Говоря о «качествах, сопротивляющихся устареванию», Дорфлес упоминает явление, восходящее к началу 1960‑х годов. Это явление противостоит склонности богатых неокапиталистических обществ «выбрасывать, отправлять на свалку, отвергать окружающие нас предметы до того, как они полностью отслужили свой срок» (Dorfles 1962: 201). Повторное использование позволяло спасти эти вещи как в символическом, так и в утилитарном смысле. Дорфлес указывает на аналогичную тенденцию в современном искусстве, особенно в творчестве таких художников, как Роберт Раушенберг и Энрико Бай, работающих с повседневностью и миром вещей. В возвращении «утраченного и найденного объекта» (Ibid.) Дорфлес видит возможность ограничить потребление и утилитарный подход к вещам.
Сегодня мы наблюдаем последствия этой установки. Переработка, повторное использование и переосмысление разных объектов, материалов и одежды – социальные и эстетические практики, воспринятые в самых разных областях: дизайне, меблировке, моде. Сама идея вторичного использования строится на возможности новых ощущений и композиций, которые дают «найденные объекты»: остатки, обрезки, отходы. Эти практики приобрели особое значение после кризиса 2008 года и еще большее – после кризиса 2020 года, спровоцированного коронавирусом, потому что расходились с западным мышлением и стилем жизни, равно как и с образами, представленными на модных показах, в витринах дорогих магазинов и в рекламе, где подчеркивается привлекательность роскоши. В 2020‑х годах повторное использование приобретает этическое и политическое измерение, особенно учитывая нездоровые отношения между избыточным производством в модной индустрии и степенью использования ее продукции. Вторичное использование и переработка – практики, освобождающие предмет из скудной, механизированной области чисто утилитарного отношения и возвращающие ему ореол времени. Случай Maison Margiela, выпускающего линии Replica и Recycled (с 2020 года), – пример того, что люксовые бренды тоже думают, как обеспечить экологичное и этичное повторное использование.

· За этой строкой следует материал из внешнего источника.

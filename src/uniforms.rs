//! Uniform blocks handed to the renderer.
//!
//! These are plain values computed from the dataset and planes; pushing them to
//! the GPU is the renderer's job. The layouts are this crate's own: scalars
//! first, then vec3 slots padded to 16 bytes. A shader binding them has to
//! declare the same field order.

use crate::enums::BlendMode;
use crate::plane::MprPlane;
use crate::volume::{IntensityRange, VolumeDataset};

use bytemuck::{Pod, Zeroable};
use nalgebra::{Point3, Vector3};

#[repr(C)]
#[derive(Clone, Copy, Debug, PartialEq, Pod, Zeroable)]
pub struct MprUniforms {
    pub voxel_min: i32,
    pub voxel_max: i32,
    pub blend_mode: i32,
    /// 1 for a thin MPR, more for a slab.
    pub num_steps: i32,
    /// Slab half thickness in normalized units.
    pub slab_half: f32,
    pub use_transfer_function: i32,
    pub _padding0: [i32; 2],
    pub plane_origin: [f32; 3],
    pub _padding1: f32,
    pub plane_x: [f32; 3],
    pub _padding2: f32,
    pub plane_y: [f32; 3],
    pub _padding3: f32,
}

impl Default for MprUniforms {
    fn default() -> Self {
        Self {
            voxel_min: IntensityRange::HOUNSFIELD.min,
            voxel_max: IntensityRange::HOUNSFIELD.max,
            blend_mode: BlendMode::Single as i32,
            num_steps: 1,
            slab_half: 0.0,
            use_transfer_function: 1,
            _padding0: [0; 2],
            plane_origin: [0.0; 3],
            _padding1: 0.0,
            plane_x: [1.0, 0.0, 0.0],
            _padding2: 0.0,
            plane_y: [0.0, 1.0, 0.0],
            _padding3: 0.0,
        }
    }
}

impl MprUniforms {
    pub fn new(window: IntensityRange, plane: &MprPlane, use_transfer_function: bool) -> Self {
        Self {
            voxel_min: window.min,
            voxel_max: window.max,
            blend_mode: plane.slab.mode as i32,
            num_steps: plane.slab.steps.max(1) as i32,
            slab_half: plane.slab.half_thickness as f32,
            use_transfer_function: use_transfer_function as i32,
            plane_origin: point(&plane.descriptor.origin),
            plane_x: vector(&plane.descriptor.axis_u),
            plane_y: vector(&plane.descriptor.axis_v),
            ..Self::default()
        }
    }

    pub fn as_bytes(&self) -> &[u8] {
        bytemuck::bytes_of(self)
    }
}

/// Projection method of the volume renderer. Values match the shader switch.
#[derive(Clone, Copy, Debug, Default, PartialEq, Eq)]
pub enum RenderMethod {
    Surface = 0,
    #[default]
    DirectVolume = 1,
    MaximumIntensity = 2,
    MinimumIntensity = 3,
    Average = 4,
}

#[repr(C)]
#[derive(Clone, Copy, Debug, PartialEq, Pod, Zeroable)]
pub struct VolumeUniforms {
    pub lighting: i32,
    pub backward: i32,
    pub method: i32,
    pub rendering_quality: i32,
    pub voxel_min: i32,
    pub voxel_max: i32,
    /// Projection gate in normalized density, `0 <= floor <= ceil <= 1`.
    pub density_floor: f32,
    pub density_ceil: f32,
    pub gate_hu_min: i32,
    pub gate_hu_max: i32,
    pub use_hu_gate: i32,
    pub dim_x: i32,
    pub dim_y: i32,
    pub dim_z: i32,
    pub use_transfer_function: i32,
    pub _padding: i32,
}

impl Default for VolumeUniforms {
    fn default() -> Self {
        Self {
            lighting: 1,
            backward: 0,
            method: RenderMethod::DirectVolume as i32,
            rendering_quality: 512,
            voxel_min: IntensityRange::HOUNSFIELD.min,
            voxel_max: IntensityRange::HOUNSFIELD.max,
            density_floor: 0.02,
            density_ceil: 1.0,
            gate_hu_min: -900,
            gate_hu_max: -500,
            use_hu_gate: 0,
            dim_x: 1,
            dim_y: 1,
            dim_z: 1,
            use_transfer_function: 0,
            _padding: 0,
        }
    }
}

impl VolumeUniforms {
    /// Defaults with the dataset's dimensions and intensity range.
    pub fn for_dataset(dataset: &VolumeDataset) -> Self {
        let dimensions = dataset.dimensions();
        let range = dataset.intensity_range();
        Self {
            voxel_min: range.min,
            voxel_max: range.max,
            dim_x: dimensions.x as i32,
            dim_y: dimensions.y as i32,
            dim_z: dimensions.z as i32,
            ..Self::default()
        }
    }

    pub fn with_lighting(mut self, on: bool) -> Self {
        self.lighting = on as i32;
        self
    }

    /// Ray-marching steps through the volume. At least one.
    pub fn with_rendering_quality(mut self, steps: u32) -> Self {
        self.rendering_quality = steps.clamp(1, i32::MAX as u32) as i32;
        self
    }

    /// Applies the transfer function to projection methods (MIP, MinIP, mean).
    pub fn with_transfer_function(mut self, on: bool) -> Self {
        self.use_transfer_function = on as i32;
        self
    }

    pub fn with_method(mut self, method: RenderMethod) -> Self {
        self.method = method as i32;
        self
    }

    pub fn with_density_gate(mut self, floor: f32, ceil: f32) -> Self {
        self.density_floor = floor.clamp(0.0, 1.0);
        self.density_ceil = ceil.min(1.0).max(self.density_floor);
        self
    }

    pub fn with_hu_gate(mut self, gate: Option<IntensityRange>) -> Self {
        if let Some(gate) = gate {
            self.gate_hu_min = gate.min;
            self.gate_hu_max = gate.max;
        }
        self.use_hu_gate = gate.is_some() as i32;
        self
    }

    pub fn as_bytes(&self) -> &[u8] {
        bytemuck::bytes_of(self)
    }
}

fn point(p: &Point3<f64>) -> [f32; 3] {
    [p.x as f32, p.y as f32, p.z as f32]
}

fn vector(v: &Vector3<f64>) -> [f32; 3] {
    [v.x as f32, v.y as f32, v.z as f32]
}

#[cfg(test)]
mod tests {
    use super::*;
    use crate::enums::{Axis, Orientation};
    use crate::plane::{PlaneDescriptor, Slab};
    use crate::volume::Dimensions;

    #[test]
    fn mpr_block_is_16_byte_aligned() {
        assert_eq!(std::mem::size_of::<MprUniforms>(), 80);
        assert_eq!(std::mem::offset_of!(MprUniforms, plane_origin), 32);
        assert_eq!(std::mem::offset_of!(MprUniforms, plane_x), 48);
        assert_eq!(std::mem::offset_of!(MprUniforms, plane_y), 64);
        assert_eq!(std::mem::size_of::<VolumeUniforms>() % 16, 0);
    }

    #[test]
    fn mpr_uniforms_from_plane() {
        let dimensions = Dimensions::new(64, 64, 32);
        let plane = MprPlane {
            descriptor: PlaneDescriptor::canonical(Orientation::Axial, 15, dimensions),
            slab: Slab::from_voxels(8, Axis::Z, dimensions, 9)
                .with_mode(BlendMode::MaximumIntensity),
        };
        let uniforms = MprUniforms::new(IntensityRange::new(-200, 400), &plane, false);
        assert_eq!(uniforms.voxel_min, -200);
        assert_eq!(uniforms.blend_mode, 1);
        assert_eq!(uniforms.num_steps, 9);
        assert_eq!(uniforms.slab_half, 0.125);
        assert_eq!(uniforms.use_transfer_function, 0);
        assert_eq!(uniforms.plane_origin, [0.0, 0.0, 0.484375]);
        assert_eq!(uniforms.as_bytes().len(), 80);
    }

    #[test]
    fn density_gate_is_ordered() {
        let uniforms = VolumeUniforms::default().with_density_gate(0.6, 0.3);
        assert_eq!(uniforms.density_floor, 0.6);
        assert_eq!(uniforms.density_ceil, 0.6);
        let uniforms = VolumeUniforms::default().with_density_gate(-1.0, 2.0);
        assert_eq!((uniforms.density_floor, uniforms.density_ceil), (0.0, 1.0));
    }

    #[test]
    fn volume_toggles() {
        let uniforms = VolumeUniforms::default()
            .with_lighting(false)
            .with_rendering_quality(0)
            .with_transfer_function(true);
        assert_eq!(uniforms.lighting, 0);
        assert_eq!(uniforms.rendering_quality, 1);
        assert_eq!(uniforms.use_transfer_function, 1);

        let uniforms = uniforms.with_lighting(true).with_rendering_quality(1024);
        assert_eq!((uniforms.lighting, uniforms.rendering_quality), (1, 1024));
    }

    #[test]
    fn volume_uniforms_follow_dataset() {
        let uniforms = VolumeUniforms::for_dataset(&VolumeDataset::placeholder())
            .with_method(RenderMethod::MaximumIntensity)
            .with_hu_gate(Some(IntensityRange::new(-900, -500)));
        assert_eq!((uniforms.dim_x, uniforms.dim_y, uniforms.dim_z), (1, 1, 1));
        assert_eq!(uniforms.method, 2);
        assert_eq!(uniforms.use_hu_gate, 1);
    }
}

Таким образом, время проверяет на прочность отношения между одеждой и телом, будь то тело конкретного человека или общества. Одежда и аксессуары, трущиеся о кожу, разделяют с телом участь изнашивания, вызванного как материальным старением, так и тем, что они «выходят из моды», как часто определяют этот процесс. Туфли могут состариться, когда у них стопчется подошва. Однако если они лежат где-то в дальнем углу магазина, так никем и не купленные, их фасон не удовлетворяет вкусам, которые мода провозглашает «правильными» и «современными». В первом случае мы говорим о материальном изнашивании, во втором – о семиотическом. Ту же классификацию можно перенести и на человеческое тело. Подумайте, например, как относительна идея старения. Или вспомните, что противопоставление многих качеств – «нового» и «старого», «настоящего» и «прошлого», «молодости» и «старости» – отражает социальные изменения, научный прогресс, эволюцию языка и – не в последнюю очередь – моду.

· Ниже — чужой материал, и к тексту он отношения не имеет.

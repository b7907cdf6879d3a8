//! Patient-space geometry of a volume.
//!
//! Maps between world millimetres (DICOM patient coordinates), voxel indices
//! (i, j, k) and normalized texture coordinates in `[0,1]³`:
//!
//! ```text
//! world = ipp0 + i·Δx·row + j·Δy·col + k·Δz·normal
//! tex   = (voxel + 0.5) / dims
//! ```

use crate::calibration::SeriesHeader;
use crate::plane::PlaneDescriptor;
use crate::volume::{Dimensions, VolumeDataset};

use nalgebra::{Matrix4, Point3, Vector3};
use thiserror::Error;

/// Below this the orientation vectors are treated as linearly dependent.
const DEGENERATE_EPSILON: f64 = 1e-9;

#[derive(Debug, Error)]
pub enum GeometryError {
    #[error("Orientation vectors are not linearly independent")]
    Degenerate,

    #[error("Volume dimensions must all be greater than zero")]
    EmptyDimensions,

    #[error("Voxel spacing must be finite and greater than zero")]
    InvalidSpacing,
}

/// Header fields the transforms are derived from.
#[derive(Clone, Copy, Debug, PartialEq)]
pub struct VolumeGeometry {
    pub dimensions: Dimensions,
    /// Millimetres per voxel.
    pub spacing: Vector3<f64>,
    /// Image Orientation (Patient), row direction.
    pub iop_row: Vector3<f64>,
    /// Image Orientation (Patient), column direction.
    pub iop_col: Vector3<f64>,
    /// Image Position (Patient) of voxel (0, 0, 0).
    pub ipp0: Point3<f64>,
}

impl VolumeGeometry {
    pub fn from_header(header: &SeriesHeader) -> Self {
        Self {
            dimensions: header.dimensions,
            spacing: header.spacing,
            iop_row: header.row_cosines,
            iop_col: header.col_cosines,
            ipp0: header.image_position,
        }
    }

    /// Identity orientation with the first voxel at the world origin.
    pub fn axis_aligned(dimensions: Dimensions, spacing: Vector3<f64>) -> Self {
        Self {
            dimensions,
            spacing,
            iop_row: Vector3::x(),
            iop_col: Vector3::y(),
            ipp0: Point3::origin(),
        }
    }

    /// Slice direction, `normalize(row × col)`. `None` when row and col are
    /// parallel.
    pub fn normal(&self) -> Option<Vector3<f64>> {
        self.iop_row
            .cross(&self.iop_col)
            .try_normalize(DEGENERATE_EPSILON)
    }
}

/// The four affine maps between voxel, world and texture space.
///
/// Derived once per series; holds no mutable state.
#[derive(Clone, Copy, Debug, PartialEq)]
pub struct GeometryTransform {
    geometry: VolumeGeometry,
    normal: Vector3<f64>,
    voxel_to_world: Matrix4<f64>,
    world_to_voxel: Matrix4<f64>,
    voxel_to_tex: Matrix4<f64>,
    world_to_tex: Matrix4<f64>,
    tex_to_world: Matrix4<f64>,
}

impl GeometryTransform {
    /// # Errors
    ///
    /// Returns [`GeometryError::Degenerate`] when `voxel_to_world` cannot be
    /// inverted.
    pub fn new(geometry: VolumeGeometry) -> Result<Self, GeometryError> {
        if geometry.dimensions.is_empty() {
            return Err(GeometryError::EmptyDimensions);
        }
        if !geometry.spacing.iter().all(|s| s.is_finite() && *s > 0.0) {
            return Err(GeometryError::InvalidSpacing);
        }
        let normal = geometry.normal().ok_or(GeometryError::Degenerate)?;

        let voxel_to_world = Self::voxel_to_world_matrix(&geometry, &normal);
        let world_to_voxel = voxel_to_world
            .try_inverse()
            .ok_or(GeometryError::Degenerate)?;

        let voxel_to_tex = Self::voxel_to_tex_matrix(geometry.dimensions);
        let tex_to_voxel = Self::tex_to_voxel_matrix(geometry.dimensions);

        Ok(Self {
            geometry,
            normal,
            voxel_to_world,
            world_to_voxel,
            voxel_to_tex,
            world_to_tex: voxel_to_tex * world_to_voxel,
            tex_to_world: voxel_to_world * tex_to_voxel,
        })
    }

    pub fn from_header(header: &SeriesHeader) -> Result<Self, GeometryError> {
        Self::new(VolumeGeometry::from_header(header))
    }

    pub fn axis_aligned(
        dimensions: Dimensions,
        spacing: Vector3<f64>,
    ) -> Result<Self, GeometryError> {
        Self::new(VolumeGeometry::axis_aligned(dimensions, spacing))
    }

    /// Axis-aligned transform of a dataset. Cannot fail since a dataset
    /// always has non-empty dimensions and positive spacing.
    pub fn for_dataset(dataset: &VolumeDataset) -> Self {
        let geometry = VolumeGeometry::axis_aligned(dataset.dimensions(), dataset.spacing());
        let voxel_to_world = Matrix4::new_nonuniform_scaling(&geometry.spacing);
        let world_to_voxel = Matrix4::new_nonuniform_scaling(&geometry.spacing.map(|s| 1.0 / s));
        let voxel_to_tex = Self::voxel_to_tex_matrix(geometry.dimensions);
        let tex_to_voxel = Self::tex_to_voxel_matrix(geometry.dimensions);
        Self {
            geometry,
            normal: Vector3::z(),
            voxel_to_world,
            world_to_voxel,
            voxel_to_tex,
            world_to_tex: voxel_to_tex * world_to_voxel,
            tex_to_world: voxel_to_world * tex_to_voxel,
        }
    }

    fn voxel_to_world_matrix(geometry: &VolumeGeometry, normal: &Vector3<f64>) -> Matrix4<f64> {
        let r = geometry.iop_row * geometry.spacing.x;
        let c = geometry.iop_col * geometry.spacing.y;
        let n = normal * geometry.spacing.z;
        let t = geometry.ipp0;
        #[rustfmt::skip]
        let m = Matrix4::new(
            r.x, c.x, n.x, t.x,
            r.y, c.y, n.y, t.y,
            r.z, c.z, n.z, t.z,
            0.0, 0.0, 0.0, 1.0,
        );
        m
    }

    fn voxel_to_tex_matrix(dimensions: Dimensions) -> Matrix4<f64> {
        let d = dimensions.to_vector();
        #[rustfmt::skip]
        let m = Matrix4::new(
            1.0 / d.x, 0.0,       0.0,       0.5 / d.x,
            0.0,       1.0 / d.y, 0.0,       0.5 / d.y,
            0.0,       0.0,       1.0 / d.z, 0.5 / d.z,
            0.0,       0.0,       0.0,       1.0,
        );
        m
    }

    fn tex_to_voxel_matrix(dimensions: Dimensions) -> Matrix4<f64> {
        let d = dimensions.to_vector();
        #[rustfmt::skip]
        let m = Matrix4::new(
            d.x, 0.0, 0.0, -0.5,
            0.0, d.y, 0.0, -0.5,
            0.0, 0.0, d.z, -0.5,
            0.0, 0.0, 0.0, 1.0,
        );
        m
    }

    pub fn geometry(&self) -> &VolumeGeometry {
        &self.geometry
    }

    pub fn dimensions(&self) -> Dimensions {
        self.geometry.dimensions
    }

    pub fn normal(&self) -> Vector3<f64> {
        self.normal
    }

    pub fn voxel_to_world(&self) -> &Matrix4<f64> {
        &self.voxel_to_world
    }

    pub fn world_to_voxel(&self) -> &Matrix4<f64> {
        &self.world_to_voxel
    }

    pub fn voxel_to_tex(&self) -> &Matrix4<f64> {
        &self.voxel_to_tex
    }

    pub fn world_to_tex(&self) -> &Matrix4<f64> {
        &self.world_to_tex
    }

    pub fn tex_to_world(&self) -> &Matrix4<f64> {
        &self.tex_to_world
    }

    pub fn voxel_to_world_point(&self, voxel: &Point3<f64>) -> Point3<f64> {
        self.voxel_to_world.transform_point(voxel)
    }

    pub fn world_to_voxel_point(&self, world: &Point3<f64>) -> Point3<f64> {
        self.world_to_voxel.transform_point(world)
    }

    pub fn voxel_to_tex_point(&self, voxel: &Point3<f64>) -> Point3<f64> {
        self.voxel_to_tex.transform_point(voxel)
    }

    pub fn world_to_tex_point(&self, world: &Point3<f64>) -> Point3<f64> {
        self.world_to_tex.transform_point(world)
    }

    pub fn tex_to_world_point(&self, tex: &Point3<f64>) -> Point3<f64> {
        self.tex_to_world.transform_point(tex)
    }

    /// Maps a world-space plane (origin and two edge vectors, in mm) into
    /// texture space. Edges are mapped as differences of transformed points
    /// since `world_to_tex` carries a translation.
    pub fn plane_world_to_tex(
        &self,
        origin: &Point3<f64>,
        axis_u: &Vector3<f64>,
        axis_v: &Vector3<f64>,
    ) -> PlaneDescriptor {
        let o = self.world_to_tex_point(origin);
        let u = self.world_to_tex_point(&(origin + axis_u)) - o;
        let v = self.world_to_tex_point(&(origin + axis_v)) - o;
        PlaneDescriptor::new(o, u, v)
    }
}

#[cfg(test)]
mod tests {
    use super::*;

    const TOLERANCE: f64 = 1e-4;

    fn head() -> GeometryTransform {
        GeometryTransform::axis_aligned(
            Dimensions::new(512, 512, 511),
            Vector3::new(0.449, 0.449, 0.501),
        )
        .unwrap()
    }

    fn oblique() -> GeometryTransform {
        let angle = 0.3f64;
        GeometryTransform::new(VolumeGeometry {
            dimensions: Dimensions::new(64, 48, 32),
            spacing: Vector3::new(0.7, 0.8, 2.5),
            iop_row: Vector3::new(angle.cos(), angle.sin(), 0.0),
            iop_col: Vector3::new(0.0, 0.0, -1.0),
            ipp0: Point3::new(-120.0, 35.5, 260.0),
        })
        .unwrap()
    }

    #[test]
    fn head_voxel_to_world() {
        let world = head().voxel_to_world_point(&Point3::new(256.0, 256.0, 255.0));
        assert!((world - Point3::new(114.944, 114.944, 127.755)).norm() < TOLERANCE);
    }

    #[test]
    fn world_voxel_round_trip() {
        let transform = oblique();
        for &(i, j, k) in &[(0.0, 0.0, 0.0), (63.0, 47.0, 31.0), (12.0, 40.0, 7.0)] {
            let voxel = Point3::new(i, j, k);
            let back = transform.world_to_voxel_point(&transform.voxel_to_world_point(&voxel));
            assert!((back - voxel).norm() < TOLERANCE, "{voxel} -> {back}");
        }
    }

    #[test]
    fn slice_axis_follows_normal() {
        let transform = oblique();
        let step = transform.voxel_to_world_point(&Point3::new(0.0, 0.0, 1.0))
            - transform.voxel_to_world_point(&Point3::origin());
        let expected = transform.normal() * 2.5;
        assert!((step - expected).norm() < TOLERANCE);
        assert!((transform.normal().norm() - 1.0).abs() < TOLERANCE);
    }

    #[test]
    fn voxel_centers_map_inside_unit_cube() {
        let transform = head();
        for &(i, j, k) in &[(0.0, 0.0, 0.0), (511.0, 511.0, 510.0), (0.0, 511.0, 3.0)] {
            let tex = transform.voxel_to_tex_point(&Point3::new(i, j, k));
            assert!(tex.iter().all(|c| *c > 0.0 && *c < 1.0), "{tex}");
        }
        let first = transform.voxel_to_tex_point(&Point3::origin());
        assert!((first.x - 0.5 / 512.0).abs() < 1e-12);
    }

    #[test]
    fn world_to_tex_composes() {
        let transform = oblique();
        let voxel = Point3::new(10.0, 20.0, 5.0);
        let world = transform.voxel_to_world_point(&voxel);
        let direct = transform.voxel_to_tex_point(&voxel);
        let composed = transform.world_to_tex_point(&world);
        assert!((direct - composed).norm() < 1e-9);
        let back = transform.tex_to_world_point(&composed);
        assert!((back - world).norm() < TOLERANCE);
    }

    #[test]
    fn world_plane_to_tex() {
        let transform = head();
        let plane = transform.plane_world_to_tex(
            &Point3::new(0.0, 0.0, 0.0),
            &Vector3::new(0.449 * 512.0, 0.0, 0.0),
            &Vector3::new(0.0, 0.449 * 512.0, 0.0),
        );
        assert!((plane.origin.x - 0.5 / 512.0).abs() < 1e-9);
        assert!((plane.axis_u - Vector3::new(1.0, 0.0, 0.0)).norm() < 1e-9);
        assert!((plane.axis_v - Vector3::new(0.0, 1.0, 0.0)).norm() < 1e-9);
    }

    #[test]
    fn dataset_transform_matches_axis_aligned() {
        let dataset = VolumeDataset::placeholder();
        let fast = GeometryTransform::for_dataset(&dataset);
        let checked =
            GeometryTransform::axis_aligned(dataset.dimensions(), dataset.spacing()).unwrap();
        assert!((fast.world_to_tex() - checked.world_to_tex()).abs().max() < 1e-12);
        assert!((fast.tex_to_world() - checked.tex_to_world()).abs().max() < 1e-12);
    }

    #[test]
    fn parallel_orientation_is_degenerate() {
        let result = GeometryTransform::new(VolumeGeometry {
            dimensions: Dimensions::new(4, 4, 4),
            spacing: Vector3::new(1.0, 1.0, 1.0),
            iop_row: Vector3::x(),
            iop_col: Vector3::x() * 2.0,
            ipp0: Point3::origin(),
        });
        assert!(matches!(result, Err(GeometryError::Degenerate)));
    }

    #[test]
    fn zero_dimension_is_rejected() {
        let result = GeometryTransform::axis_aligned(
            Dimensions::new(4, 0, 4),
            Vector3::new(1.0, 1.0, 1.0),
        );
        assert!(matches!(result, Err(GeometryError::EmptyDimensions)));
    }
}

В знаменитой работе «Зачем читать классику?» (Why Read the Classics?) итальянский писатель Итало Кальвино отвечает на поставленный вопрос, давая четырнадцать взаимодополняющих определений «классики». Он стремится показать, что ответ на этот вопрос требует сложных размышлений и переосмысления самой идеи классического, построенной на почти стихийном убеждении или «ощущении», что нечто является «классикой», – в том виде, в каком это ощущение возникает в быту и повседневных разговорах. Некоторые из определений Кальвино позволяют предположить, что этим словом можно обозначать не только тексты, которые принято называть классикой, будь то художественные или научные, но и различные тропы – образы, представления, объекты, знаки, мотивы и даже людей. Классика – это то, что сохраняется в ткани культуры от эпохи к эпохе и от поколения к поколению. Она «таится в слоях памяти под видом индивидуального или коллективного бессознательного» и «достигает нас, окутанная аурой предшествующих интерпретаций, влача за собой шлейф следов, оставленных ею в культуре или культурах (или просто языках и обычаях), через которые она прошла» (Calvino 2005: 5).
Слово «интерпретация» в приведенной цитате охватывает видение, понимание, обмен опытом и вкусами. Если исходить из того, что классика представляет собой следы воспоминаний, можно рассматривать современные формы коммуникации как носители знаков, не только остающихся классикой в привычном значении этого слова, но и способных возвращаться, скажем, в виде визуальных цитат, искаженных памятью, прошедших переработку и многократное использование, побывавших на свалке, – и порождать новые сочетания. Еще раз перефразировав Кальвино (Ibid.: 13), можно охарактеризовать их как знаки, еще не договорившие то, что они хотели сказать, пусть даже они выражают это по-разному в разные эпохи.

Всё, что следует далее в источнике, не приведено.